GIOVANNI DI DOMENICO / SILVIA TAROZZI / EMMANUEL HOLTERBACH – L’Occhio Del Vedere

Elsewhere

As a responsive musician, Giovanni Di Domenico identifies future directions after treading entirely different paths. For L’Occhio Del Vedere (“The Eye Of Seeing”) he voted against loneliness, summoning two fellow travelers of proven experience and equally refined sensitivity. Both contributed to the piece so conspicuously that they’re credited as co-composers by the Brussels-based Italian pianist, who assembled studio-born components of spontaneous correspondence.

Violinist Silvia Tarozzi, wielding an instrument tuned in sixteenths of a tone, seizes nanoscopic nuances within a single emission while tailoring her skilful spirituality to the specific musical framework. Emmanuel Holterbach – an excellent composer who we also thank for his loving care of Eliane Radigue’s archive – handled for the occasion a large frame drum that either murmurs as deeply as a secretly suffering soul, or rumbles ominously like a military aircraft perceived in the distance.

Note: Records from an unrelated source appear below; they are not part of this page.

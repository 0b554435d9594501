use std::ops::Range;

use tracing::debug;

use crate::error::CellError;
use crate::math::Point3;

use super::provenance::Provenance;
use super::Cell;

slotmap::new_key_type! {
    /// Stable handle of a vertex inside a [`Cell`].
    pub struct VertexId;
}

/// A neighbor entry: the adjacent vertex and the tag of the face in front of it.
pub(crate) type Link<T> = (VertexId, T);

/// Location of a vertex and of its adjacency record.
#[derive(Debug, Clone, Copy)]
pub struct VertexData {
    /// Position relative to the cell's generating point.
    pub point: Point3,
    order: usize,
    slot: usize,
}

impl VertexData {
    /// Number of edges meeting at this vertex.
    #[must_use]
    pub fn order(&self) -> usize {
        self.order
    }
}

/// Packed adjacency records of every vertex with the same order.
///
/// Record `s` occupies entries `s * order .. (s + 1) * order` of the three
/// parallel arrays. Freed records are filled with the last record so the pool
/// stays dense; the moved record's owner is reported back to the caller.
#[derive(Debug, Clone)]
pub(crate) struct OrderPool<T> {
    order: usize,
    edges: Vec<VertexId>,
    back: Vec<usize>,
    tags: Vec<T>,
    owners: Vec<VertexId>,
    capacity: usize,
}

impl<T: Copy> OrderPool<T> {
    pub(crate) fn new(order: usize, capacity: usize) -> Self {
        Self {
            order,
            edges: Vec::with_capacity(order * capacity),
            back: Vec::with_capacity(order * capacity),
            tags: Vec::with_capacity(order * capacity),
            owners: Vec::with_capacity(capacity),
            capacity,
        }
    }

    fn len(&self) -> usize {
        self.owners.len()
    }

    fn span(&self, slot: usize) -> Range<usize> {
        slot * self.order..(slot + 1) * self.order
    }

    fn reserve(&mut self, capacity: usize) {
        let extra = capacity.saturating_sub(self.len());
        self.edges.reserve(extra * self.order);
        self.back.reserve(extra * self.order);
        self.tags.reserve(extra * self.order);
        self.owners.reserve(extra);
        self.capacity = capacity;
    }

    fn push(&mut self, owner: VertexId, links: &[Link<T>]) -> usize {
        debug_assert_eq!(links.len(), self.order);
        let slot = self.len();
        self.owners.push(owner);
        for &(vertex, tag) in links {
            self.edges.push(vertex);
            self.back.push(0);
            self.tags.push(tag);
        }
        slot
    }

    fn overwrite(&mut self, slot: usize, links: &[Link<T>]) {
        let start = slot * self.order;
        for (i, &(vertex, tag)) in links.iter().enumerate() {
            self.edges[start + i] = vertex;
            self.tags[start + i] = tag;
        }
    }

    /// Removes a record, returning the owner of the record moved into its slot.
    fn swap_remove(&mut self, slot: usize) -> Option<VertexId> {
        let last = self.len() - 1;
        let moved = if slot == last {
            None
        } else {
            let from = self.span(last);
            let to = slot * self.order;
            self.edges.copy_within(from.clone(), to);
            self.back.copy_within(from.clone(), to);
            self.tags.copy_within(from, to);
            self.owners[slot] = self.owners[last];
            Some(self.owners[slot])
        };
        let end = last * self.order;
        self.edges.truncate(end);
        self.back.truncate(end);
        self.tags.truncate(end);
        self.owners.truncate(last);
        moved
    }
}

impl<P: Provenance> Cell<P> {
    /// Clears every vertex and rebuilds empty pools at their initial sizes.
    pub(crate) fn reset(&mut self) {
        let initial_order = self.config.initial_order.max(3);
        self.vertices.clear();
        self.vertex_capacity = self.config.initial_vertices.max(1);
        self.pools = (0..=initial_order)
            .map(|order| {
                let records = if order == 3 {
                    self.config.initial_order3_records
                } else {
                    self.config.initial_pool_records
                };
                OrderPool::new(order, records.max(1))
            })
            .collect();
        self.seed = None;
    }

    pub(crate) fn order(&self, v: VertexId) -> usize {
        self.vertices[v].order
    }

    pub(crate) fn point(&self, v: VertexId) -> Point3 {
        self.vertices[v].point
    }

    pub(crate) fn edges(&self, v: VertexId) -> &[VertexId] {
        let data = &self.vertices[v];
        let pool = &self.pools[data.order];
        &pool.edges[pool.span(data.slot)]
    }

    pub(crate) fn back_refs(&self, v: VertexId) -> &[usize] {
        let data = &self.vertices[v];
        let pool = &self.pools[data.order];
        &pool.back[pool.span(data.slot)]
    }

    pub(crate) fn slot_tags(&self, v: VertexId) -> &[P::Tag] {
        let data = &self.vertices[v];
        let pool = &self.pools[data.order];
        &pool.tags[pool.span(data.slot)]
    }

    pub(crate) fn edge(&self, v: VertexId, j: usize) -> VertexId {
        self.edges(v)[j]
    }

    pub(crate) fn back_ref(&self, v: VertexId, j: usize) -> usize {
        self.back_refs(v)[j]
    }

    pub(crate) fn links(&self, v: VertexId) -> Vec<Link<P::Tag>> {
        self.edges(v)
            .iter()
            .copied()
            .zip(self.slot_tags(v).iter().copied())
            .collect()
    }

    pub(crate) fn set_back_ref(&mut self, v: VertexId, j: usize, k: usize) {
        let data = self.vertices[v];
        self.pools[data.order].back[data.slot * data.order + j] = k;
    }

    pub(crate) fn set_tag(&mut self, v: VertexId, j: usize, tag: P::Tag) {
        let data = self.vertices[v];
        self.pools[data.order].tags[data.slot * data.order + j] = tag;
    }

    /// Inserts a vertex with the given neighbor list. Back-references are left
    /// unset until [`relink`](Self::relink) is called.
    pub(crate) fn add_vertex(
        &mut self,
        point: Point3,
        links: &[Link<P::Tag>],
    ) -> Result<VertexId, CellError> {
        if links.is_empty() {
            return Err(CellError::InvalidTopology(
                "vertex without neighbors".into(),
            ));
        }
        if self.vertices.len() >= self.vertex_capacity {
            self.grow_vertices()?;
        }
        let v = self.vertices.insert(VertexData {
            point,
            order: links.len(),
            slot: 0,
        });
        match self.allocate_record(v, links) {
            Ok(slot) => {
                self.vertices[v].slot = slot;
                Ok(v)
            }
            Err(err) => {
                self.vertices.remove(v);
                Err(err)
            }
        }
    }

    /// Replaces the neighbor list of `v`, moving its record to another pool
    /// when the order changes.
    pub(crate) fn set_links(
        &mut self,
        v: VertexId,
        links: &[Link<P::Tag>],
    ) -> Result<(), CellError> {
        if links.is_empty() {
            return Err(CellError::InvalidTopology(
                "vertex without neighbors".into(),
            ));
        }
        let data = self.vertices[v];
        if links.len() == data.order {
            self.pools[data.order].overwrite(data.slot, links);
            return Ok(());
        }
        let slot = self.allocate_record(v, links)?;
        self.release_record(data.order, data.slot);
        let entry = &mut self.vertices[v];
        entry.order = links.len();
        entry.slot = slot;
        Ok(())
    }

    pub(crate) fn remove_vertex(&mut self, v: VertexId) {
        if let Some(data) = self.vertices.remove(v) {
            self.release_record(data.order, data.slot);
        }
        if self.seed == Some(v) {
            self.seed = None;
        }
    }

    /// Recomputes the back-references of every slot of the given vertices, and
    /// the matching slots on the other end of each edge.
    pub(crate) fn relink(&mut self, vertices: &[VertexId]) -> Result<(), CellError> {
        for &u in vertices {
            if !self.vertices.contains_key(u) {
                continue;
            }
            for j in 0..self.order(u) {
                let w = self.edge(u, j);
                if !self.vertices.contains_key(w) {
                    return Err(CellError::InvalidTopology(
                        "edge points to a removed vertex".into(),
                    ));
                }
                let Some(k) = self.edges(w).iter().position(|&x| x == u) else {
                    return Err(CellError::InvalidTopology(
                        "edge is not listed by its other end".into(),
                    ));
                };
                self.set_back_ref(u, j, k);
                self.set_back_ref(w, k, j);
            }
        }
        Ok(())
    }

    fn allocate_record(
        &mut self,
        owner: VertexId,
        links: &[Link<P::Tag>],
    ) -> Result<usize, CellError> {
        let order = links.len();
        if order >= self.pools.len() {
            self.grow_order_pools(order)?;
        }
        let limit = self.config.max_vertices;
        let pool = &mut self.pools[order];
        if pool.len() >= pool.capacity {
            let grown = (pool.capacity * 2).min(limit);
            if grown <= pool.len() {
                return Err(CellError::VertexLimit { limit });
            }
            debug!(order, from = pool.capacity, to = grown, "growing vertex-order pool");
            pool.reserve(grown);
        }
        Ok(pool.push(owner, links))
    }

    fn release_record(&mut self, order: usize, slot: usize) {
        if let Some(moved) = self.pools[order].swap_remove(slot) {
            self.vertices[moved].slot = slot;
        }
    }

    /// Extends the pool table so that vertices of `order` can be stored.
    pub(crate) fn grow_order_pools(&mut self, order: usize) -> Result<(), CellError> {
        let limit = self.config.max_order;
        if order > limit {
            return Err(CellError::OrderLimit { order, limit });
        }
        let mut size = self.pools.len().max(1);
        while size <= order {
            size *= 2;
        }
        let size = size.min(limit + 1);
        debug!(from = self.pools.len(), to = size, "growing vertex-order table");
        let records = self.config.initial_pool_records.max(1);
        for o in self.pools.len()..size {
            self.pools.push(OrderPool::new(o, records));
        }
        Ok(())
    }

    /// Doubles the vertex capacity, up to the configured limit.
    pub(crate) fn grow_vertices(&mut self) -> Result<(), CellError> {
        let limit = self.config.max_vertices;
        let grown = (self.vertex_capacity * 2).min(limit);
        if grown <= self.vertices.len() {
            return Err(CellError::VertexLimit { limit });
        }
        debug!(from = self.vertex_capacity, to = grown, "growing vertex storage");
        self.vertices.reserve(grown - self.vertices.len());
        self.vertex_capacity = grown;
        Ok(())
    }
}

Although the instrumental timbres fit nicely in a reasonably definite triptych structure, the interplay’s core nature – mainly sparse and minimal, in a Feldman/Bryars sense – opens the mind to vast perspectives. Sound and silence are seamlessly complemented, leaving a lot of breathing room for an optimal processing of the trio’s expressive signals.

In particular, a focused listening free from any conceptual constraint carries with it a number of implications, presumably to be attributed to the extemporaneous will, or sheer insight, of the individual performers. 

The sudden decision to disclose an innermost movement. The more or less deliberate choice to disrupt a hovering stillness. The suggestive gift of a harmonic spectrum that can only be glimpsed from hushed resonances. Notes held longer fade gracefully; slight repetitions in the piano figures confirm that the predicted itinerary is the right one. The overtones intersect, without really intruding on the respective existences of each of the pitches. A gentle, brittle counterpoint materializes; resistance to accepting the marriage of consonance and dissonance becomes increasingly futile as time elapses. The whole goes on by apparent tentativeness, but with a performative outline intimately depicted by the spirit of the instrumentalists, occasionally informed by sonic idioms remotely redolent of folk colors and melodies.

All in all, this music mostly conveys a quiet melancholy. The intuitions that determined the trio’s delicate interweavings are reflected in a fabric that is quite defined on a textural level, yet reminds us of a concept that is not fully detailed, possibly due to a measure of reticence. A shy smile hiding an animistic potential that, for some reason, will never be expressed materially.